(Stored data)

//! Response construction keyed by the negotiated media type
//!
//! [`ResponseBuilder`] is the only place a body is written. Every operation
//! sets headers first and writes the body once, or not at all.
//!
//! ## Operations
//!
//! - **success** - serialized payload, `200 OK` by default
//! - **empty** - `Content-Type` only, `204 No Content` by default
//! - **redirect** - `Location` only, `307 Temporary Redirect` by default
//! - **from_problem** - RFC 9457 body, or headers only for `406`
//!
//! ## Example
//!
//! ```rust,ignore
//! let responses = ResponseBuilder::default();
//!
//! async fn show(Negotiated(outcome): Negotiated) -> Result<Response, Failure> {
//!     let pet = find_pet(7).ok_or_else(|| Problem::not_found().with_detail("no pet 7"))?;
//!     Ok(responses.success(&pet, outcome.accept_media_type())?)
//! }
//! ```

use std::sync::Arc;

use axum::body::Body;
use axum::http::{header, HeaderName, HeaderValue, StatusCode};
use axum::response::Response;
use mime::Mime;
use serde::Serialize;

use crate::error::{Error, Result};
use crate::problem::Problem;
use crate::serialization::{SerializationContext, Serializer};

/// Builds transport responses from success payloads, intents and problems
#[derive(Debug, Clone, Default)]
pub struct ResponseBuilder {
    serializer: Arc<Serializer>,
}

impl ResponseBuilder {
    pub fn new(serializer: Serializer) -> Self {
        Self {
            serializer: Arc::new(serializer),
        }
    }

    pub fn serializer(&self) -> &Serializer {
        &self.serializer
    }

    /// `200 OK` with the serialized payload
    pub fn success<T>(&self, payload: &T, media_type: &str) -> Result<Response>
    where
        T: Serialize + ?Sized,
    {
        self.success_with(payload, media_type, StatusCode::OK, None)
    }

    /// Serialized payload with an explicit status and encoder context
    pub fn success_with<T>(
        &self,
        payload: &T,
        media_type: &str,
        status: StatusCode,
        context: Option<&SerializationContext>,
    ) -> Result<Response>
    where
        T: Serialize + ?Sized,
    {
        let body = self.serializer.serialize(payload, media_type, context)?;

        Ok(Response::builder()
            .status(status)
            .header(header::CONTENT_TYPE, header_value(header::CONTENT_TYPE.as_str(), media_type)?)
            .body(Body::from(body))?)
    }

    /// `204 No Content` with `Content-Type` and no body
    pub fn empty(&self, media_type: &str) -> Result<Response> {
        self.empty_with_status(media_type, StatusCode::NO_CONTENT)
    }

    pub fn empty_with_status(&self, media_type: &str, status: StatusCode) -> Result<Response> {
        Ok(Response::builder()
            .status(status)
            .header(header::CONTENT_TYPE, header_value(header::CONTENT_TYPE.as_str(), media_type)?)
            .body(Body::empty())?)
    }

    /// `307 Temporary Redirect` to `location`
    pub fn redirect(&self, location: &str) -> Result<Response> {
        self.redirect_with_status(location, StatusCode::TEMPORARY_REDIRECT)
    }

    /// Redirect with only a `Location` header
    pub fn redirect_with_status(&self, location: &str, status: StatusCode) -> Result<Response> {
        Ok(Response::builder()
            .status(status)
            .header(header::LOCATION, header_value(header::LOCATION.as_str(), location)?)
            .body(Body::empty())?)
    }

    /// Render a problem in the given media type
    ///
    /// The problem's own headers are always applied. A `406` carries those
    /// headers only; every other kind gets a full problem body whose
    /// `Content-Type` is the `problem+` variant of `media_type`.
    pub fn from_problem(&self, problem: &Problem, media_type: &str) -> Result<Response> {
        let mut builder = Response::builder().status(problem.status());
        for (name, value) in problem.headers() {
            let header_name = HeaderName::from_bytes(name.as_bytes())
                .map_err(|_| Error::invalid_header(name.as_str(), value.as_str()))?;
            builder = builder.header(header_name, header_value(name, value)?);
        }

        if problem.kind().is_headers_only() {
            return Ok(builder.body(Body::empty())?);
        }

        let content_type = problem_media_type(media_type);
        let body = self.serializer.serialize(problem, &content_type, None)?;

        Ok(builder
            .header(header::CONTENT_TYPE, header_value(header::CONTENT_TYPE.as_str(), &content_type)?)
            .body(Body::from(body))?)
    }
}

/// `application/json` → `application/problem+json`; parameters are dropped
pub fn problem_media_type(media_type: &str) -> String {
    let Ok(mime) = media_type.trim().parse::<Mime>() else {
        return media_type.trim().to_ascii_lowercase();
    };
    let essence = mime.essence_str().to_ascii_lowercase();
    let main_type = mime.type_().as_str().to_ascii_lowercase();
    let subtype = essence
        .strip_prefix(main_type.as_str())
        .and_then(|rest| rest.strip_prefix('/'))
        .unwrap_or_default();

    if subtype.starts_with("problem+") {
        essence
    } else {
        format!("{main_type}/problem+{subtype}")
    }
}

fn header_value(name: &str, value: &str) -> Result<HeaderValue> {
    HeaderValue::from_str(value).map_err(|_| Error::invalid_header(name, value))
}

#[cfg(test)]
mod tests {
    use super::*;
    use crate::problem::ProblemKind;
    use axum::body::to_bytes;
    use serde_json::{json, Value};

    async fn body_bytes(response: Response) -> Vec<u8> {
        to_bytes(response.into_body(), usize::MAX).await.unwrap().to_vec()
    }

    #[derive(Serialize)]
    struct Pet {
        id: u32,
        name: &'static str,
    }

    #[test]
    fn test_problem_media_type() {
        assert_eq!(problem_media_type("application/json"), "application/problem+json");
        assert_eq!(
            problem_media_type("application/xml; charset=utf-8"),
            "application/problem+xml"
        );
        assert_eq!(
            problem_media_type("application/problem+json"),
            "application/problem+json"
        );
        assert_eq!(
            problem_media_type("Application/VND.API+JSON"),
            "application/problem+vnd.api+json"
        );
    }

    #[tokio::test]
    async fn test_success() {
        let responses = ResponseBuilder::default();
        let response = responses
            .success(&Pet { id: 7, name: "Rex" }, "application/json")
            .unwrap();

        assert_eq!(response.status(), StatusCode::OK);
        assert_eq!(response.headers()[header::CONTENT_TYPE], "application/json");
        assert_eq!(body_bytes(response).await, br#"{"id":7,"name":"Rex"}"#);
    }

    #[tokio::test]
    async fn test_success_with_status() {
        let responses = ResponseBuilder::default();
        let response = responses
            .success_with(&json!({"id": 8}), "application/json", StatusCode::CREATED, None)
            .unwrap();
        assert_eq!(response.status(), StatusCode::CREATED);
    }

    #[test]
    fn test_success_unsupported_media_type() {
        let responses = ResponseBuilder::default();
        let err = responses.success(&json!({}), "text/csv").unwrap_err();
        assert!(matches!(err, Error::UnsupportedMediaType(_)));
    }

    #[tokio::test]
    async fn test_empty() {
        let response = ResponseBuilder::default()
            .empty("application/json")
            .unwrap();

        assert_eq!(response.status(), StatusCode::NO_CONTENT);
        assert_eq!(response.headers()[header::CONTENT_TYPE], "application/json");
        assert!(body_bytes(response).await.is_empty());
    }

    #[tokio::test]
    async fn test_redirect() {
        let responses = ResponseBuilder::default();
        let response = responses
            .redirect_with_status("https://example.com/pets/7", StatusCode::MOVED_PERMANENTLY)
            .unwrap();

        assert_eq!(response.status(), StatusCode::MOVED_PERMANENTLY);
        assert_eq!(response.headers().len(), 1);
        assert_eq!(response.headers()[header::LOCATION], "https://example.com/pets/7");
        assert!(response.headers().get(header::CONTENT_TYPE).is_none());
        assert!(body_bytes(response).await.is_empty());

        let response = responses.redirect("/pets").unwrap();
        assert_eq!(response.status(), StatusCode::TEMPORARY_REDIRECT);
    }

    #[test]
    fn test_redirect_invalid_location() {
        let err = ResponseBuilder::default()
            .redirect("/pets\n7")
            .unwrap_err();
        assert!(matches!(err, Error::InvalidHeader { ref name, .. } if name == "location"));
    }

    #[tokio::test]
    async fn test_from_problem_body() {
        let problem = Problem::not_found()
            .with_detail("no pet 7")
            .with_instance("/pets/7");
        let response = ResponseBuilder::default()
            .from_problem(&problem, "application/json")
            .unwrap();

        assert_eq!(response.status(), StatusCode::NOT_FOUND);
        assert_eq!(
            response.headers()[header::CONTENT_TYPE],
            "application/problem+json"
        );
        let body: Value = serde_json::from_slice(&body_bytes(response).await).unwrap();
        assert_eq!(body["type"], json!(ProblemKind::NotFound.type_url()));
        assert_eq!(body["status"], json!(404));
        assert_eq!(body["title"], json!("Not Found"));
        assert_eq!(body["detail"], json!("no pet 7"));
        assert_eq!(body["instance"], json!("/pets/7"));
        assert_eq!(body["_type"], json!("apiProblem"));
    }

    #[tokio::test]
    async fn test_from_problem_is_idempotent() {
        let responses = ResponseBuilder::default();
        let problem = Problem::conflict().with_extension("resource", "pet");

        let first = body_bytes(responses.from_problem(&problem, "application/json").unwrap()).await;
        let second = body_bytes(responses.from_problem(&problem, "application/json").unwrap()).await;
        assert_eq!(first, second);
    }

    #[tokio::test]
    async fn test_from_problem_applies_headers_with_body() {
        let problem = Problem::method_not_allowed(&["GET", "POST"]);
        let response = ResponseBuilder::default()
            .from_problem(&problem, "application/json")
            .unwrap();

        assert_eq!(response.headers()[header::ALLOW], "GET,POST");
        assert_eq!(
            response.headers()[header::CONTENT_TYPE],
            "application/problem+json"
        );
        let body: Value = serde_json::from_slice(&body_bytes(response).await).unwrap();
        assert_eq!(body["allowedMethods"], json!(["GET", "POST"]));
    }

    #[tokio::test]
    async fn test_not_acceptable_is_headers_only() {
        let supported = vec!["application/json".to_string()];
        let problem = Problem::not_acceptable("text/html", &supported);
        let response = ResponseBuilder::default()
            .from_problem(&problem, "application/json")
            .unwrap();

        assert_eq!(response.status(), StatusCode::NOT_ACCEPTABLE);
        assert_eq!(response.headers()["x-acceptables"], "application/json");
        assert!(response.headers().get(header::CONTENT_TYPE).is_none());
        assert!(body_bytes(response).await.is_empty());
    }

    #[tokio::test]
    async fn test_unsupported_media_type_has_body() {
        let supported = vec!["application/json".to_string()];
        let problem = Problem::unsupported_media_type("text/plain", &supported);
        let response = ResponseBuilder::default()
            .from_problem(&problem, "application/json")
            .unwrap();

        assert_eq!(response.status(), StatusCode::UNSUPPORTED_MEDIA_TYPE);
        let body: Value = serde_json::from_slice(&body_bytes(response).await).unwrap();
        assert_eq!(body["value"], json!("text/plain"));
    }
}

__Task to carry out__
Copy out all the lines of the records that include "first".

__Reply__
//! sets headers first and writes the body once, or not at all.
        let first = body_bytes(responses.from_problem(&problem, "application/json").unwrap()).await;
        assert_eq!(first, second);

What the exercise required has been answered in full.